FII Institute Launches New Report on Artificial Intelligence for Climate Risk Prediction and Adaptation

Rome: The Future Investment Initiative (FII) Institute announced the launch of its latest report, Artificial Intelligence for Climate Risk Prediction and Adaptation. The report examines how artificial intelligence can help governments, emergency managers, investors, and communities better anticipate, prepare for, and respond to climate-related disasters.

According to Emirates News Agency, the report will be launched in connection with FII PRIORITY Europe 2026, taking place in Rome from June 17-19, 2026, under the theme 'Europe Reimagined: Capital, Sovereignty and Strategic Autonomy.' The Summit will convene global leaders across investment, policy, technology, energy, and industry to examine how capital can strengthen resilience, competitiveness, and long-term growth.

The report points to the scale of the challenge facing governments, insurers, infrastructure operators, and communities, citing Munich Re data showing that global natural catastrophe losses reached approximately US$320 billion in 2024, including US$140 billion in insured losses.

The report highlights how AI can support climate risk prediction through faster forecasting, early warning systems, damage assessment, resource allocation, and real-time emergency coordination.
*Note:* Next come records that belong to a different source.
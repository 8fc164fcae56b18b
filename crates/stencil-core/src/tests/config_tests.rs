//! Tests for [`CompilerConfig`].

use rstest::rstest;

use crate::{CompilerConfig, SearchScope};

#[rstest]
#[case::plain("__$_x", Some("x"))]
#[case::underscored("__$_class_body", Some("class_body"))]
#[case::prefix_only("__$_", None)]
#[case::no_prefix("x", None)]
#[case::trailing_text("__$_x y", None)]
#[case::qualified("__$_x.y", None)]
fn typed_var_name_strips_prefix(#[case] text: &str, #[case] expected: Option<&str>) {
    let config = CompilerConfig::default();
    assert_eq!(config.typed_var_name(text), expected);
}

#[test]
fn custom_prefix_is_honoured() {
    let config = CompilerConfig::new("$", "rest", SearchScope::Local);
    assert_eq!(config.typed_var_name("$x"), Some("x"));
    assert_eq!(config.typed_var_name("__$_x"), None);
    assert_eq!(config.class_content_var_name(), "rest");
    assert_eq!(config.search_scope(), SearchScope::Local);
}

#[rstest]
#[case::identifier("items")]
#[case::underscored("__$_x")]
fn empty_prefix_names_no_variables(#[case] text: &str) {
    let config = CompilerConfig::new("", "rest", SearchScope::Global);
    assert_eq!(config.typed_var_name(text), None);
}

#[test]
fn missing_fields_take_defaults() {
    let config: CompilerConfig =
        serde_json::from_str(r#"{"search_scope":"local"}"#).expect("deserialise");
    assert_eq!(
        config,
        CompilerConfig::default().with_search_scope(SearchScope::Local)
    );
}

#[test]
fn config_serialises_every_field() {
    let json = serde_json::to_string(&CompilerConfig::default()).expect("serialise");
    assert!(json.contains(r#""typed_var_prefix":"__$_""#));
    assert!(json.contains(r#""class_content_var_name":"__class_unmatched__""#));
    assert!(json.contains(r#""search_scope":"global""#));
}
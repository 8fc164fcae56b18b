//! Tests for regex predicates and matching handlers.

use rstest::rstest;

use crate::{
    HandlerKind, MatchAs, MatchingHandler, NodeFilter, RegexPredicate, SubstitutionHandler,
    VariableConstraint, simple_predicate,
};

#[rstest]
#[case::exact("List|Set", "List", true)]
#[case::other_alternative("List|Set", "Set", true)]
#[case::prefix_only("List|Set", "ArrayList", false)]
#[case::suffix_only("List", "Lists", false)]
#[case::character_class("[a-z]+", "abc", true)]
fn predicates_match_whole_text(#[case] pattern: &str, #[case] text: &str, #[case] expected: bool) {
    let predicate = RegexPredicate::new(pattern).expect("valid regex");
    assert_eq!(predicate.is_match(text), expected);
}

#[test]
fn literal_predicate_escapes_metacharacters() {
    let predicate = RegexPredicate::literal("java.util.List").expect("literal");
    assert_eq!(predicate.pattern(), "java\\.util\\.List");
    assert!(predicate.is_match("java.util.List"));
    assert!(!predicate.is_match("javaXutilXList"));
}

#[test]
fn multiline_predicate_keeps_pattern() {
    let predicate = RegexPredicate::new("foo.*bar").expect("valid regex");
    assert!(!predicate.is_match("foo\nbar"));

    let multiline = predicate.to_multiline().expect("multiline");
    assert_eq!(multiline.pattern(), predicate.pattern());
    assert!(multiline.is_multiline());
    assert!(multiline.is_match("foo\nbar"));
    assert_ne!(multiline, predicate);
}

#[rstest]
#[case::single("List", Some(vec!["List"]))]
#[case::alternatives("List|Set|Map", Some(vec!["List", "Set", "Map"]))]
#[case::quantifier("Lis+t", None)]
#[case::empty_alternative("List|", None)]
#[case::dotted("java.util", None)]
fn simple_alternatives_require_identifiers(
    #[case] pattern: &str,
    #[case] expected: Option<Vec<&str>>,
) {
    let predicate = RegexPredicate::new(pattern).expect("valid regex");
    assert_eq!(predicate.simple_alternatives(), expected);
}

#[test]
fn substitution_copies_constraint() {
    let constraint = VariableConstraint::new("T")
        .with_count(0, Some(3))
        .with_regex("A|B")
        .strict_subtype()
        .target();
    let substitution = SubstitutionHandler::from_constraint(&constraint).expect("handler");
    assert_eq!(substitution.name(), "T");
    assert_eq!(substitution.min_count(), 0);
    assert_eq!(substitution.max_count(), Some(3));
    assert_eq!(substitution.predicate().map(RegexPredicate::pattern), Some("A|B"));
    assert!(substitution.is_strict_subtype());
    assert!(substitution.needs_supers());
    assert!(substitution.is_target());
    assert!(!substitution.is_synthetic());
    assert_eq!(substitution.match_as(), MatchAs::Expression);
}

#[test]
fn substitution_rejects_invalid_regex() {
    let constraint = VariableConstraint::new("x").with_regex("(");
    assert!(SubstitutionHandler::from_constraint(&constraint).is_err());
}

#[test]
fn enable_multiline_without_predicate_is_noop() {
    let mut substitution =
        SubstitutionHandler::from_constraint(&VariableConstraint::new("x")).expect("handler");
    substitution.enable_multiline().expect("multiline");
    assert!(substitution.predicate().is_none());
}

#[rstest]
#[case::enumerable(1, "List|Set", true)]
#[case::optional(0, "List|Set", false)]
#[case::not_enumerable(1, "L.*", false)]
fn simple_predicate_requires_enumerable_mandatory_words(
    #[case] min_count: u32,
    #[case] regex: &str,
    #[case] expected: bool,
) {
    let constraint = VariableConstraint::new("x")
        .with_count(min_count, Some(1))
        .with_regex(regex);
    let substitution = SubstitutionHandler::from_constraint(&constraint).expect("handler");
    let handler = MatchingHandler::new(HandlerKind::Substitution(substitution));
    assert_eq!(simple_predicate(&handler).is_some(), expected);
}

#[test]
fn simple_predicate_ignores_other_handlers() {
    let handler = MatchingHandler::with_filter(HandlerKind::Expression, NodeFilter::Expression);
    assert!(simple_predicate(&handler).is_none());
}

#[test]
fn later_filter_overwrites_earlier_one() {
    let mut handler = MatchingHandler::with_filter(HandlerKind::Simple, NodeFilter::Expression);
    handler.set_filter(NodeFilter::Statement);
    assert_eq!(handler.filter(), Some(NodeFilter::Statement));
}

#[test]
fn handler_kind_display() {
    assert_eq!(HandlerKind::TypedSymbol.to_string(), "typed symbol");
    assert_eq!(
        HandlerKind::DeclarationStatement { comment: None }.to_string(),
        "declaration statement"
    );
}
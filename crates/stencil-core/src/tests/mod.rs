//! Unit tests for `stencil_core` types.

mod config_tests;
mod constraint_tests;
mod handler_tests;
mod resolve_tests;
mod template_tests;
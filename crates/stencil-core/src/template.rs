//! Arena representation of a parsed search template.
//!
//! Templates are produced by an external host-language parser and handed to
//! the compiler read-only.  Nodes live in a flat arena and are addressed by
//! [`NodeId`], so compiled patterns can refer to template nodes without
//! borrowing the tree or mutating it.

use std::fmt;

/// Stable identity of a node within one [`Template`].
#[derive(Debug, Clone, Copy, PartialEq, Eq, Hash, PartialOrd, Ord)]
pub struct NodeId(usize);

impl NodeId {
    /// Returns the arena index of the node.
    #[must_use]
    pub const fn index(self) -> usize {
        self.0
    }
}

impl fmt::Display for NodeId {
    fn fmt(&self, f: &mut fmt::Formatter<'_>) -> fmt::Result {
        write!(f, "#{}", self.0)
    }
}

/// Syntactic kind of a template node.
#[derive(Debug, Clone, Copy, PartialEq, Eq, Hash)]
pub enum NodeKind {
    /// A class, interface or enum declaration.
    Class,
    /// A method declaration.
    Method,
    /// A field declaration.
    Field,
    /// A static or instance class initializer.
    ClassInitializer,
    /// A local variable or parameter declarator.
    Variable,
    /// A statement declaring one or more local variables.
    DeclarationStatement,
    /// A statement wrapping a nested code block.
    BlockStatement,
    /// A statement consisting of a single expression.
    ExpressionStatement,
    /// A possibly qualified reference used as an expression.
    ReferenceExpression,
    /// A method invocation.
    MethodCall,
    /// A literal such as a quoted string or number.
    LiteralExpression,
    /// A possibly qualified type or class reference.
    ReferenceElement,
    /// A documentation comment (`/** ... */`).
    DocComment,
    /// A tag inside a documentation comment, such as `@param`.
    DocTag,
    /// A value token inside a documentation tag.
    DocTagValue,
    /// A line or block comment.
    Comment,
    /// A braced sequence of statements.
    CodeBlock,
    /// The root of a parsed file.
    CompilationUnit,
    /// A bare identifier token.
    Identifier,
    /// A type as written in a declaration.
    TypeElement,
    /// The `<...>` type argument list of a reference.
    TypeArgumentList,
    /// The `(...)` argument list of a call.
    ArgumentList,
    /// Whitespace between tokens.
    Whitespace,
    /// A region the parser could not make sense of.
    ErrorElement,
    /// Any node the parser does not classify further.
    Other,
}

impl NodeKind {
    /// Returns whether this kind is a reference expression or element.
    #[must_use]
    pub const fn is_reference(self) -> bool {
        matches!(self, Self::ReferenceExpression | Self::ReferenceElement)
    }

    /// Returns whether this kind is a plain or documentation comment.
    #[must_use]
    pub const fn is_comment(self) -> bool {
        matches!(self, Self::Comment | Self::DocComment)
    }
}

#[derive(Debug, Clone)]
struct NodeData {
    kind: NodeKind,
    text: String,
    parent: Option<NodeId>,
    children: Vec<NodeId>,
}

/// A parsed search template.
///
/// # Example
///
/// ```
/// use stencil_core::{NodeKind, TemplateBuilder};
///
/// let mut builder = TemplateBuilder::new();
/// let reference = builder.reference_expression("java.util.List");
/// let template = builder.finish(reference);
///
/// let root = template.root().expect("root node");
/// assert_eq!(root.kind(), NodeKind::ReferenceExpression);
/// assert_eq!(root.qualifier().map(|q| q.text()), Some("java.util"));
/// ```
#[derive(Debug, Clone)]
pub struct Template {
    nodes: Vec<NodeData>,
    root: NodeId,
}

impl Template {
    /// Returns the root node, if the template holds one.
    #[must_use]
    pub fn root(&self) -> Option<Node<'_>> {
        self.node(self.root)
    }

    /// Looks up a node by identity.
    #[must_use]
    pub fn node(&self, id: NodeId) -> Option<Node<'_>> {
        self.nodes.get(id.0).map(|data| Node {
            template: self,
            id,
            data,
        })
    }

    /// Returns every node of the template in arena order.
    pub fn nodes(&self) -> impl Iterator<Item = Node<'_>> {
        self.nodes.iter().enumerate().map(|(index, data)| Node {
            template: self,
            id: NodeId(index),
            data,
        })
    }

    /// Returns the number of nodes in the template.
    #[must_use]
    pub fn len(&self) -> usize {
        self.nodes.len()
    }

    /// Returns `true` if the template holds no nodes.
    #[must_use]
    pub fn is_empty(&self) -> bool {
        self.nodes.is_empty()
    }
}

/// Read-only view of one template node.
#[derive(Clone, Copy)]
pub struct Node<'t> {
    template: &'t Template,
    id: NodeId,
    data: &'t NodeData,
}

impl fmt::Debug for Node<'_> {
    fn fmt(&self, f: &mut fmt::Formatter<'_>) -> fmt::Result {
        f.debug_struct("Node")
            .field("id", &self.id)
            .field("kind", &self.data.kind)
            .field("text", &self.data.text)
            .finish()
    }
}

impl<'t> Node<'t> {
    /// Returns the node identity.
    #[must_use]
    pub const fn id(self) -> NodeId {
        self.id
    }

    /// Returns the node kind.
    #[must_use]
    pub const fn kind(self) -> NodeKind {
        self.data.kind
    }

    /// Returns the source text covered by the node.
    #[must_use]
    pub fn text(self) -> &'t str {
        &self.data.text
    }

    /// Returns the template the node belongs to.
    #[must_use]
    pub const fn template(self) -> &'t Template {
        self.template
    }

    /// Returns the parent node.
    #[must_use]
    pub fn parent(self) -> Option<Self> {
        self.data.parent.and_then(|id| self.template.node(id))
    }

    /// Returns the children in source order.
    pub fn children(self) -> impl Iterator<Item = Node<'t>> + 't {
        let template = self.template;
        self.data
            .children
            .iter()
            .filter_map(move |id| template.node(*id))
    }

    /// Returns the children that are not whitespace.
    pub fn significant_children(self) -> impl Iterator<Item = Node<'t>> + 't {
        self.children()
            .filter(|child| child.kind() != NodeKind::Whitespace)
    }

    /// Returns the first child of the given kind.
    #[must_use]
    pub fn first_child_of_kind(self, kind: NodeKind) -> Option<Self> {
        self.children().find(|child| child.kind() == kind)
    }

    /// Returns the sibling immediately before this node.
    #[must_use]
    pub fn prev_sibling(self) -> Option<Self> {
        let siblings: Vec<_> = self.parent()?.children().collect();
        let position = siblings.iter().position(|s| s.id == self.id)?;
        position
            .checked_sub(1)
            .and_then(|before| siblings.get(before).copied())
    }

    /// Returns the sibling immediately after this node.
    #[must_use]
    pub fn next_sibling(self) -> Option<Self> {
        let mut siblings = self.parent()?.children();
        siblings.find(|s| s.id == self.id)?;
        siblings.next()
    }

    /// Returns the closest preceding sibling that is not whitespace.
    #[must_use]
    pub fn prev_non_whitespace_sibling(self) -> Option<Self> {
        let mut current = self.prev_sibling();
        while let Some(sibling) = current {
            if sibling.kind() != NodeKind::Whitespace {
                return Some(sibling);
            }
            current = sibling.prev_sibling();
        }
        None
    }

    /// Returns the name identifier of a reference: its last identifier child.
    #[must_use]
    pub fn reference_name(self) -> Option<Self> {
        self.children()
            .filter(|child| child.kind() == NodeKind::Identifier)
            .last()
    }

    /// Returns the qualifier of a reference.
    ///
    /// The qualifier is the first significant child written before the
    /// reference name, so `a.b.C` has the qualifier `a.b`.
    #[must_use]
    pub fn qualifier(self) -> Option<Self> {
        let name = self.reference_name()?;
        self.significant_children()
            .take_while(|child| child.id != name.id)
            .find(|child| !matches!(child.kind(), NodeKind::Comment | NodeKind::ErrorElement))
    }

    /// Returns the `<...>` type argument list of a reference.
    #[must_use]
    pub fn type_arguments(self) -> Option<Self> {
        self.first_child_of_kind(NodeKind::TypeArgumentList)
    }

    /// Returns the name identifier of a named declaration.
    #[must_use]
    pub fn name_identifier(self) -> Option<Self> {
        self.first_child_of_kind(NodeKind::Identifier)
    }

    /// Returns the innermost component reference of a type element.
    ///
    /// Array and wrapped types nest type elements; the innermost reference is
    /// the first reference element found walking down through them.
    #[must_use]
    pub fn innermost_reference(self) -> Option<Self> {
        if let Some(reference) = self.first_child_of_kind(NodeKind::ReferenceElement) {
            return Some(reference);
        }
        self.first_child_of_kind(NodeKind::TypeElement)
            .and_then(Self::innermost_reference)
    }
}

/// Builds a [`Template`] bottom-up.
///
/// Children are created first and handed to [`TemplateBuilder::node`], which
/// links them to their new parent.
#[derive(Debug, Default)]
pub struct TemplateBuilder {
    nodes: Vec<NodeData>,
}

impl TemplateBuilder {
    /// Creates an empty builder.
    #[must_use]
    pub const fn new() -> Self {
        Self { nodes: Vec::new() }
    }

    /// Adds a node without children.
    pub fn leaf(&mut self, kind: NodeKind, text: impl Into<String>) -> NodeId {
        self.node(kind, text, [])
    }

    /// Adds a node and adopts `children` in order.
    pub fn node(
        &mut self,
        kind: NodeKind,
        text: impl Into<String>,
        children: impl IntoIterator<Item = NodeId>,
    ) -> NodeId {
        let id = NodeId(self.nodes.len());
        let adopted: Vec<NodeId> = children.into_iter().collect();
        for child in &adopted {
            if let Some(data) = self.nodes.get_mut(child.0) {
                data.parent = Some(id);
            }
        }
        self.nodes.push(NodeData {
            kind,
            text: text.into(),
            parent: None,
            children: adopted,
        });
        id
    }

    /// Adds an identifier token.
    pub fn identifier(&mut self, text: &str) -> NodeId {
        self.leaf(NodeKind::Identifier, text)
    }

    /// Adds a whitespace token.
    pub fn whitespace(&mut self, text: &str) -> NodeId {
        self.leaf(NodeKind::Whitespace, text)
    }

    /// Adds a reference expression for a dotted name, nesting qualifiers.
    pub fn reference_expression(&mut self, qualified: &str) -> NodeId {
        self.qualified_reference(NodeKind::ReferenceExpression, qualified)
    }

    /// Adds a reference element for a dotted type name, nesting qualifiers.
    pub fn reference_element(&mut self, qualified: &str) -> NodeId {
        self.qualified_reference(NodeKind::ReferenceElement, qualified)
    }

    /// Adds a type element wrapping a reference element for `qualified`.
    pub fn type_element(&mut self, qualified: &str) -> NodeId {
        let reference = self.reference_element(qualified);
        self.node(NodeKind::TypeElement, qualified, [reference])
    }

    fn qualified_reference(&mut self, kind: NodeKind, qualified: &str) -> NodeId {
        let mut written = String::new();
        let mut qualifier: Option<NodeId> = None;
        for segment in qualified.split('.') {
            if !written.is_empty() {
                written.push('.');
            }
            written.push_str(segment);
            let name = self.identifier(segment);
            let children: Vec<NodeId> = qualifier.into_iter().chain([name]).collect();
            qualifier = Some(self.node(kind, written.clone(), children));
        }
        qualifier.unwrap_or_else(|| self.leaf(kind, qualified))
    }

    /// Finishes the template with `root` as its root node.
    #[must_use]
    pub fn finish(self, root: NodeId) -> Template {
        Template {
            nodes: self.nodes,
            root,
        }
    }
}
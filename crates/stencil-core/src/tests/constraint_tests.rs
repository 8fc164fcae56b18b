//! Tests for [`VariableConstraint`] and [`ConstraintTable`].

use crate::{ConstraintTable, VariableConstraint};

#[test]
fn new_constraint_matches_exactly_once() {
    let constraint = VariableConstraint::new("x");
    assert_eq!(constraint.name(), "x");
    assert_eq!(constraint.min_count(), 1);
    assert_eq!(constraint.max_count(), Some(1));
    assert!(constraint.regex().is_none());
    assert!(!constraint.is_subtype());
    assert!(!constraint.is_strict_subtype());
    assert!(!constraint.is_within_hierarchy());
    assert!(!constraint.is_target());
}

#[test]
fn builder_methods_set_flags() {
    let constraint = VariableConstraint::new("T")
        .subtype()
        .strict_subtype()
        .within_hierarchy()
        .target();
    assert!(constraint.is_subtype());
    assert!(constraint.is_strict_subtype());
    assert!(constraint.is_within_hierarchy());
    assert!(constraint.is_target());
}

#[test]
fn insert_replaces_existing_constraint() {
    let mut table = ConstraintTable::new();
    assert!(table.insert(VariableConstraint::new("x")).is_none());
    let replaced = table.insert(VariableConstraint::new("x").with_count(0, None));
    assert_eq!(replaced.map(|c| c.min_count()), Some(1));
    assert_eq!(table.get("x").map(VariableConstraint::min_count), Some(0));
    assert_eq!(table.len(), 1);
}

#[test]
fn insert_if_absent_keeps_existing_constraint() {
    let mut table = ConstraintTable::new();
    assert!(table.insert_if_absent(VariableConstraint::new("x").with_regex("a")));
    assert!(!table.insert_if_absent(VariableConstraint::new("x").with_regex("b")));
    assert_eq!(table.get("x").and_then(VariableConstraint::regex), Some("a"));
}

#[test]
fn iteration_is_ordered_by_name() {
    let table: ConstraintTable = ["c", "a", "b"]
        .into_iter()
        .map(VariableConstraint::new)
        .collect();
    let names: Vec<_> = table.iter().map(VariableConstraint::name).collect();
    assert_eq!(names, ["a", "b", "c"]);
    assert!(table.contains("b"));
    assert!(!table.contains("d"));
    assert!(!table.is_empty());
}

#[test]
fn constraint_deserialises_with_missing_flags() {
    let json = r#"{"name":"args","min_count":0,"max_count":null,"regex":"foo|bar"}"#;
    let constraint: VariableConstraint = serde_json::from_str(json).expect("deserialise");
    assert_eq!(
        constraint,
        VariableConstraint::new("args")
            .with_count(0, None)
            .with_regex("foo|bar")
    );
}
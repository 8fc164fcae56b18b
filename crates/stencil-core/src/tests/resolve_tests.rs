//! Tests for the reference resolvers.

use rstest::{fixture, rstest};

use crate::{ClassRef, HierarchyResolver, NoopResolver, ReferenceResolver, TemplateBuilder};

#[fixture]
fn collections() -> HierarchyResolver {
    HierarchyResolver::new()
        .with_subclass("java.util.Collection", "java.util.List")
        .with_subclass("java.util.Collection", "java.util.Set")
        .with_subclass("java.util.List", "java.util.ArrayList")
        .with_subclass("java.util.List", "java.util.LinkedList")
}

fn simple_names(classes: &[ClassRef]) -> Vec<&str> {
    classes.iter().map(ClassRef::simple_name).collect()
}

#[rstest]
fn closure_is_breadth_first(collections: HierarchyResolver) {
    let closure = collections.subtype_closure("Collection", false);
    assert_eq!(
        simple_names(&closure),
        ["List", "Set", "ArrayList", "LinkedList"]
    );
}

#[rstest]
fn closure_can_include_self(collections: HierarchyResolver) {
    let closure = collections.subtype_closure("java.util.List", true);
    assert_eq!(simple_names(&closure), ["List", "ArrayList", "LinkedList"]);
}

#[rstest]
fn unknown_class_has_no_subtypes(collections: HierarchyResolver) {
    assert!(collections.subtype_closure("Map", true).is_empty());
}

#[test]
fn diamond_hierarchies_yield_each_class_once() {
    let resolver = HierarchyResolver::new()
        .with_subclass("A", "B")
        .with_subclass("A", "C")
        .with_subclass("B", "D")
        .with_subclass("C", "D");
    assert_eq!(simple_names(&resolver.subtype_closure("A", false)), ["B", "C", "D"]);
}

#[rstest]
fn resolves_references_by_written_text(collections: HierarchyResolver) {
    let mut builder = TemplateBuilder::new();
    let reference = builder.reference_element("List");
    let template = builder.finish(reference);
    let node = template.root().expect("root");

    let class = collections.resolve_identifier(node).expect("resolved");
    assert_eq!(class.qualified_name(), "java.util.List");
    assert!(NoopResolver.resolve_identifier(node).is_none());
}

#[test]
fn simple_name_of_unqualified_class_is_itself() {
    assert_eq!(ClassRef::new("Object").simple_name(), "Object");
}
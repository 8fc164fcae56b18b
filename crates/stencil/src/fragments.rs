//! Scanning free text for interpolated variables.
//!
//! Comments and string literals may mention variables inline, as in
//! `// TODO: __$_task`.  Such text is split into literal pieces and variable
//! references, and compiled into a single regex with one lazy capture group
//! per variable.

use stencil_core::is_var_char;

/// One piece of scanned text.
#[derive(Debug, Clone, Copy, PartialEq, Eq)]
pub(crate) enum Fragment<'t> {
    /// Literal text between variables.
    Text(&'t str),
    /// A variable name, without its prefix.
    Variable(&'t str),
}

/// Splits `text` into literal and variable fragments.
///
/// A prefix not followed by any name character is kept as literal text.
/// Empty literal pieces are dropped.
pub(crate) fn split_fragments<'t>(text: &'t str, prefix: &str) -> Vec<Fragment<'t>> {
    let mut fragments = Vec::new();
    if prefix.is_empty() {
        push_text(&mut fragments, text, text.len());
        return fragments;
    }

    let mut rest = text;
    let mut pending_start = text;
    let mut pending_len = 0;

    while let Some(position) = rest.find(prefix) {
        let (before, from_prefix) = rest.split_at(position);
        let tail = from_prefix.get(prefix.len()..).unwrap_or_default();
        let name_len = tail
            .char_indices()
            .find(|(_, c)| !is_var_char(*c))
            .map_or(tail.len(), |(index, _)| index);
        let (name, remaining) = tail.split_at(name_len);

        if name.is_empty() {
            pending_len += before.len() + prefix.len();
        } else {
            pending_len += before.len();
            push_text(&mut fragments, pending_start, pending_len);
            fragments.push(Fragment::Variable(name));
            pending_start = remaining;
            pending_len = 0;
        }
        rest = remaining;
    }

    pending_len += rest.len();
    push_text(&mut fragments, pending_start, pending_len);
    fragments
}

fn push_text<'t>(fragments: &mut Vec<Fragment<'t>>, start: &'t str, len: usize) {
    if let Some(text) = start.get(..len).filter(|text| !text.is_empty()) {
        fragments.push(Fragment::Text(text));
    }
}

/// Returns the words of a piece of text, split at non-name characters.
pub(crate) fn words(text: &str) -> impl Iterator<Item = &str> {
    text.split(|c: char| !is_var_char(c))
        .filter(|word| !word.is_empty())
}

/// Returns the contents of a double-quoted string literal.
pub(crate) fn string_literal_body(text: &str) -> Option<&str> {
    if text.len() <= 2 {
        return None;
    }
    text.strip_prefix('"')?.strip_suffix('"')
}

/// Builds the regex for scanned fragments.
///
/// Literal pieces are escaped and each variable becomes a lazy capture
/// group.  String literal patterns also accept either quote character
/// around the text.
pub(crate) fn fragment_regex(fragments: &[Fragment<'_>], quoted: bool) -> String {
    let mut regex = String::new();
    if quoted {
        regex.push_str("[\"']");
    }
    for fragment in fragments {
        match fragment {
            Fragment::Text(text) => regex.push_str(&regex::escape(text)),
            Fragment::Variable(_) => regex.push_str("(.*?)"),
        }
    }
    if quoted {
        regex.push_str("[\"']");
    }
    regex
}
//! The handler attacher.
//!
//! Templates are walked depth first.  Each node first receives the handler
//! of the variable it stands for, if any; then its children are visited;
//! then a kind-specific step refines or replaces that handler.  Code blocks
//! and compilation units are visited by [`CompileContext::visit_container`],
//! which also selects the toplevel matching strategy.

mod comment;
mod declaration;
mod member;
mod reference;
mod statement;

use stencil_core::{CompileError, HandlerKind, MatchingHandler, MatchingStrategy, Node, NodeKind};
use tracing::debug;

use crate::COMPILER_TARGET;
use crate::context::CompileContext;
use crate::strategy::{fold_strategy, implied_strategy};

impl CompileContext<'_, '_> {
    /// Compiles `node` and its subtree.
    pub(crate) fn visit(&mut self, node: Node<'_>) -> Result<(), CompileError> {
        self.bind_typed_var(node);

        if matches!(node.kind(), NodeKind::CodeBlock | NodeKind::CompilationUnit) {
            return self.visit_container(node);
        }
        for child in node.significant_children() {
            self.visit(child)?;
        }
        self.attach(node)
    }

    /// Attaches the handler of the variable a node stands for.
    ///
    /// Nodes that already carry a handler keep it.  The first node bound to
    /// a target variable becomes the pattern's target node.
    fn bind_typed_var(&mut self, node: Node<'_>) {
        if self.pattern.node_handler_id(node.id()).is_some() {
            return;
        }
        let Some(id) = self.real_typed_var(node) else {
            return;
        };
        self.pattern.set_node_handler(node.id(), id);

        let is_target = self
            .pattern
            .handler(id)
            .and_then(MatchingHandler::as_substitution)
            .is_some_and(|substitution| substitution.is_target());
        if is_target {
            self.pattern.record_target_node(node.id());
        }
    }

    fn visit_container(&mut self, node: Node<'_>) -> Result<(), CompileError> {
        self.block_level += 1;
        let mut strategy = None;

        for child in node.significant_children() {
            self.visit(child)?;
            if self.block_level == 1 {
                let implied = self.mark_toplevel(child);
                strategy = Some(fold_strategy(strategy, implied)?);
            }
        }

        if self.block_level == 1 {
            let committed = strategy.unwrap_or(MatchingStrategy::Expression);
            debug!(
                target: COMPILER_TARGET,
                strategy = %committed,
                "selected toplevel matching strategy"
            );
            self.pattern.set_strategy(committed);
        }
        self.block_level -= 1;
        Ok(())
    }

    /// Wraps a toplevel node's handler and returns the strategy it implies.
    fn mark_toplevel(&mut self, node: Node<'_>) -> MatchingStrategy {
        let inner = self.pattern.ensure_node_handler(node.id());
        let inner_handler = self.pattern.handler(inner);
        let implied = implied_strategy(node, inner_handler);
        let filter = inner_handler.and_then(MatchingHandler::filter);

        let mut wrapped = MatchingHandler::new(HandlerKind::TopLevel(inner));
        if let Some(filter) = filter {
            wrapped.set_filter(filter);
        }
        self.pattern.attach(node.id(), wrapped);
        implied
    }

    fn attach(&mut self, node: Node<'_>) -> Result<(), CompileError> {
        match node.kind() {
            NodeKind::Comment => self.attach_comment(node)?,
            NodeKind::LiteralExpression => self.attach_literal(node)?,
            NodeKind::ClassInitializer => self.attach_class_initializer(node),
            NodeKind::Field => self.attach_field(node),
            NodeKind::Method => self.attach_method(node),
            NodeKind::Class => self.attach_class(node)?,
            NodeKind::ReferenceExpression | NodeKind::ReferenceElement => {
                self.attach_reference(node)?;
            }
            NodeKind::MethodCall => self.attach_method_call(node),
            NodeKind::Variable => self.attach_variable(node),
            NodeKind::DeclarationStatement => self.attach_declaration_statement(node),
            NodeKind::DocComment => self.attach_doc_comment(node)?,
            NodeKind::DocTag => self.attach_doc_tag(node),
            NodeKind::BlockStatement => self.attach_block_statement(node),
            NodeKind::ExpressionStatement => self.attach_expression_statement(node),
            NodeKind::CodeBlock
            | NodeKind::CompilationUnit
            | NodeKind::Identifier
            | NodeKind::TypeElement
            | NodeKind::TypeArgumentList
            | NodeKind::ArgumentList
            | NodeKind::DocTagValue
            | NodeKind::Whitespace
            | NodeKind::ErrorElement
            | NodeKind::Other => {}
        }
        Ok(())
    }
}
It also warns that AI tools will only deliver real impact if they are trusted, explainable, locally relevant, and supported by strong data systems.

Key takeaways from the report include substantial progress in climate risk management by AI, including preventive maintenance, digital twin technologies, real-time disaster monitoring, and rapid damage assessments for housing recovery. Firms focused on data provenance, linkage, verification, and infrastructure monitoring may represent durable opportunities within the climate AI ecosystem.

Current disaster recovery systems often prioritize returning communities to pre-disaster conditions rather than addressing vulnerabilities. AI can support more proactive response, recovery, and resilience planning. A digital and knowledge divide persists between the Global North and Global South, particularly in accessing credible information and educational resources. Workforce development is deemed critical.

Dr. Thomas Chandler, one of the report's authors, emphasized the potential of AI to transform societal responses to climate risk. He stated that the integration of AI into institutions and its acceptance by communities are crucial for reducing vulnerabilities before disasters occur.

Dr. Chandler will join leaders and experts at FII PRIORITY Europe 2026 in Rome, where climate resilience, AI, data infrastructure, capital allocation, and strategic autonomy will be discussed as part of Europe's future competitiveness.

The report argues that effective AI-enabled climate adaptation requires cooperation between governments, investors, technology companies, emergency managers, and local communities. It calls for greater investment in open and interoperable data systems, AI literacy, public-private partnerships, and tools that maintain human judgment at the center of emergency decision-making.